> **Stored data entries**:
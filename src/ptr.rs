use core::fmt;
use core::mem::{self, size_of};
use core::ptr;

/// Storage strategy for the address held by a checked handle.
///
/// A strategy decides how the slot inside [`CheckedPtr`] and [`CheckedRef`]
/// encodes its address and how hash-table sentinels are represented.
///
/// [`CheckedPtr`]: crate::CheckedPtr
/// [`CheckedRef`]: crate::CheckedRef
///
/// # Safety
///
/// Implementors must guarantee that:
///
/// - `unwrap(wrap(p)) == p` for every pointer `p` the strategy accepts, and
///   `unwrap(EMPTY)` is null.
/// - The deleted sentinel is distinguishable from [`EMPTY`](Self::EMPTY) and
///   from the wrapped form of every address a live `T` can occupy.
/// - `exchange` and `swap` never lose or duplicate an address.
///
/// Handles decrement referent counts through `unwrap`, so a strategy that
/// violates these rules can cause handles to dereference arbitrary memory.
pub unsafe trait PtrTraits<T> {
    /// The in-handle representation of an address.
    type Storage: Copy;

    /// The storage value of a null handle.
    const EMPTY: Self::Storage;

    /// Encode an address.
    fn wrap(ptr: *const T) -> Self::Storage;

    /// Decode an address.
    ///
    /// The deleted sentinel decodes to an address that must not be
    /// dereferenced.
    fn unwrap(storage: Self::Storage) -> *const T;

    /// Store `ptr` in `slot` and return the address previously stored there.
    #[inline]
    fn exchange(slot: &mut Self::Storage, ptr: *const T) -> *const T {
        <Self as PtrTraits<T>>::unwrap(mem::replace(slot, <Self as PtrTraits<T>>::wrap(ptr)))
    }

    /// Exchange the contents of two slots.
    #[inline]
    fn swap(a: &mut Self::Storage, b: &mut Self::Storage) {
        mem::swap(a, b);
    }

    /// The storage value used to mark a reclaimed hash-table bucket.
    fn hash_table_deleted_value() -> Self::Storage;

    /// Whether `storage` is the deleted sentinel.
    fn is_hash_table_deleted_value(storage: Self::Storage) -> bool;
}

/// Store addresses as plain `*const T` pointers.
///
/// The deleted sentinel is the address `usize::MAX`, which no object can
/// occupy.
#[derive(Debug, Clone, Copy, Default, PartialEq, Eq, Hash)]
pub struct RawPtrTraits;

unsafe impl<T> PtrTraits<T> for RawPtrTraits {
    type Storage = *const T;

    const EMPTY: *const T = ptr::null();

    #[inline(always)]
    fn wrap(ptr: *const T) -> *const T {
        ptr
    }

    #[inline(always)]
    fn unwrap(storage: *const T) -> *const T {
        storage
    }

    #[inline]
    fn hash_table_deleted_value() -> *const T {
        usize::MAX as *const T
    }

    #[inline]
    fn is_hash_table_deleted_value(storage: *const T) -> bool {
        storage as usize == usize::MAX
    }
}

/// Store addresses in 6 unaligned bytes.
///
/// Handles using this strategy are 6 bytes wide and 1-aligned, so they pack
/// tightly into structs. Only addresses below 2<sup>48</sup> - 1 can be
/// stored, which covers user-space addresses on current 64-bit platforms and
/// every address on 32-bit platforms.
#[derive(Debug, Clone, Copy, Default, PartialEq, Eq, Hash)]
pub struct PackedPtrTraits;

/// A 48-bit little-endian address, see [`PackedPtrTraits`].
#[derive(Clone, Copy, Default, PartialEq, Eq, Hash)]
pub struct PackedAddress([u8; PackedAddress::WIDTH]);

impl PackedAddress {
    const WIDTH: usize = 6;

    /// All ones. Reserved for the deleted sentinel.
    const DELETED: u64 = (1 << 48) - 1;

    /// Pack `address`.
    ///
    /// # Panics
    ///
    /// Panics if `address` does not fit in 48 bits or collides with the
    /// deleted sentinel.
    #[must_use]
    pub fn new(address: usize) -> Self {
        let address = address as u64;
        assert!(
            address < Self::DELETED,
            "address {address:#x} does not fit in a packed pointer"
        );
        Self::from_u64(address)
    }

    #[inline]
    fn from_u64(address: u64) -> Self {
        let bytes = address.to_le_bytes();
        let mut packed = [0; Self::WIDTH];
        packed.copy_from_slice(&bytes[..Self::WIDTH]);
        Self(packed)
    }

    /// The unpacked address.
    #[inline]
    #[must_use]
    #[allow(clippy::cast_possible_truncation)]
    pub fn get(self) -> usize {
        let mut bytes = [0; size_of::<u64>()];
        bytes[..Self::WIDTH].copy_from_slice(&self.0);
        // Every packed address came from a `usize`, so this cannot truncate.
        u64::from_le_bytes(bytes) as usize
    }
}

impl fmt::Debug for PackedAddress {
    fn fmt(&self, f: &mut fmt::Formatter<'_>) -> fmt::Result {
        write!(f, "PackedAddress({:#x})", self.get())
    }
}

unsafe impl<T> PtrTraits<T> for PackedPtrTraits {
    type Storage = PackedAddress;

    const EMPTY: PackedAddress = PackedAddress([0; PackedAddress::WIDTH]);

    #[inline]
    fn wrap(ptr: *const T) -> PackedAddress {
        PackedAddress::new(ptr as usize)
    }

    #[inline]
    fn unwrap(storage: PackedAddress) -> *const T {
        storage.get() as *const T
    }

    #[inline]
    fn hash_table_deleted_value() -> PackedAddress {
        PackedAddress::from_u64(PackedAddress::DELETED)
    }

    #[inline]
    fn is_hash_table_deleted_value(storage: PackedAddress) -> bool {
        storage == PackedAddress::from_u64(PackedAddress::DELETED)
    }
}
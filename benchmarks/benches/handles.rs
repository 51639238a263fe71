use std::hash::BuildHasherDefault;
use std::pin::Pin;

use criterion::{black_box, criterion_group, criterion_main, BatchSize, Criterion};

use checkedref::{CanMakeCheckedPtr, CheckedPtr, CheckedRef, PackedCheckedPtr, PtrCounter};
use hashbrown::HashSet;
use rustc_hash::FxHasher;

struct Node {
    counter: PtrCounter,
}

unsafe impl CanMakeCheckedPtr for Node {
    fn ptr_counter(&self) -> &PtrCounter {
        &self.counter
    }
}

fn node() -> Pin<Box<Node>> {
    Box::pin(Node {
        counter: PtrCounter::new(),
    })
}

fn nodes(count: usize) -> Vec<Pin<Box<Node>>> {
    (0..count).map(|_| node()).collect()
}

fn bench_construct_drop(c: &mut Criterion) {
    let target = node();
    let mut group = c.benchmark_group("construct and drop");
    group.bench_function("CheckedPtr", |b| {
        b.iter(|| drop(CheckedPtr::<Node>::new(black_box(target.as_ref()))));
    });
    group.bench_function("PackedCheckedPtr", |b| {
        b.iter(|| drop(PackedCheckedPtr::<Node>::new(black_box(target.as_ref()))));
    });
    group.bench_function("CheckedRef", |b| {
        b.iter(|| drop(CheckedRef::<Node>::new(black_box(target.as_ref()))));
    });
    group.finish();
}

fn bench_clone(c: &mut Criterion) {
    let target = node();
    let ptr = CheckedPtr::<Node>::new(target.as_ref());
    let reference = CheckedRef::<Node>::new(target.as_ref());
    let mut group = c.benchmark_group("clone");
    group.bench_function("CheckedPtr", |b| {
        b.iter(|| ptr.clone());
    });
    group.bench_function("CheckedRef", |b| {
        b.iter(|| reference.clone());
    });
    group.finish();
}

fn bench_reassign(c: &mut Criterion) {
    let (first, second) = (node(), node());
    let mut ptr = CheckedPtr::<Node>::new(first.as_ref());
    let mut group = c.benchmark_group("reassign");
    group.bench_function("set between referents", |b| {
        b.iter(|| {
            ptr.set(black_box(second.as_ref()));
            ptr.set(black_box(first.as_ref()));
        });
    });
    group.bench_function("take and restore", |b| {
        b.iter(|| {
            let mut taken = ptr.take();
            ptr.take_from(black_box(&mut taken));
        });
    });
    group.bench_function("release_non_null and back", |b| {
        b.iter(|| {
            let reference = ptr.release_non_null();
            ptr = black_box(reference).release_ptr();
        });
    });
    group.finish();
}

fn bench_hash_set(c: &mut Criterion) {
    let targets = nodes(100);
    let mut group = c.benchmark_group("hashbrown set of CheckedPtr");
    for count in [10, 50, 100] {
        group.bench_function(format!("{count} pointers"), |b| {
            b.iter_batched(
                || {
                    let mut set: HashSet<CheckedPtr<Node>, BuildHasherDefault<FxHasher>> =
                        HashSet::default();
                    set.reserve(count);
                    set
                },
                |mut set| {
                    for target in &targets[..count] {
                        set.insert(CheckedPtr::new(target.as_ref()));
                    }
                    set
                },
                BatchSize::SmallInput,
            );
        });
    }
    group.finish();
}

criterion_group!(
    benches,
    bench_construct_drop,
    bench_clone,
    bench_reassign,
    bench_hash_set
);
criterion_main!(benches);
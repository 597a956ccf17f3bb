//! Minimal readers for Valve's brace-delimited key/value text.
//!
//! Only what the update check needs: pulling a named `{ ... }` block out of a
//! larger dump and finding `"key" "digits"` lines.

/// Returns the first `{ ... }` block (braces included) that follows `"name"`.
///
/// Nesting is tracked so the block ends at its own closing brace, not at the
/// first `}` of a child block.
pub fn extract_named_block<'a>(text: &'a str, name: &str) -> Option<&'a str> {
    let quoted = format!("\"{}\"", name);
    let pos = text.find(&quoted)?;
    let start = pos + text[pos..].find('{')?;

    let mut depth = 0usize;
    for (offset, byte) in text.as_bytes()[start..].iter().enumerate() {
        match byte {
            b'{' => depth += 1,
            b'}' => {
                depth -= 1;
                if depth == 0 {
                    return Some(&text[start..=start + offset]);
                }
            }
            _ => {}
        }
    }
    None
}

/// Finds the block for `branch` nested inside the top-level `"branches"` block
pub fn extract_branch_block<'a>(text: &'a str, branch: &str) -> Option<&'a str> {
    let branches = extract_named_block(text, "branches")?;
    extract_named_block(branches, branch)
}

/// Splits a line of the form `"key" "value"` (surrounding whitespace allowed)
fn parse_quoted_pair(line: &str) -> Option<(&str, &str)> {
    let rest = line.trim().strip_prefix('"')?;
    let key_end = rest.find('"')?;
    let key = &rest[..key_end];

    let rest = rest[key_end + 1..].trim_start().strip_prefix('"')?;
    let value_end = rest.find('"')?;
    let value = &rest[..value_end];

    if !rest[value_end + 1..].trim().is_empty() {
        return None;
    }
    Some((key, value))
}

/// Value of the first line that is exactly `"key" "<digits>"`
pub fn find_numeric_value<'a>(text: &'a str, key: &str, ignore_case: bool) -> Option<&'a str> {
    text.lines().find_map(|line| {
        let (k, v) = parse_quoted_pair(line)?;
        let key_matches = if ignore_case {
            k.eq_ignore_ascii_case(key)
        } else {
            k == key
        };
        let numeric = !v.is_empty() && v.bytes().all(|b| b.is_ascii_digit());
        (key_matches && numeric).then_some(v)
    })
}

> **Task brief**: Within the entries, find all lines that contain "benches" and copy each one.

> **Solution for this task**:
filename benchmarks/benches/handles.rs
    benches,
criterion_main!(benches);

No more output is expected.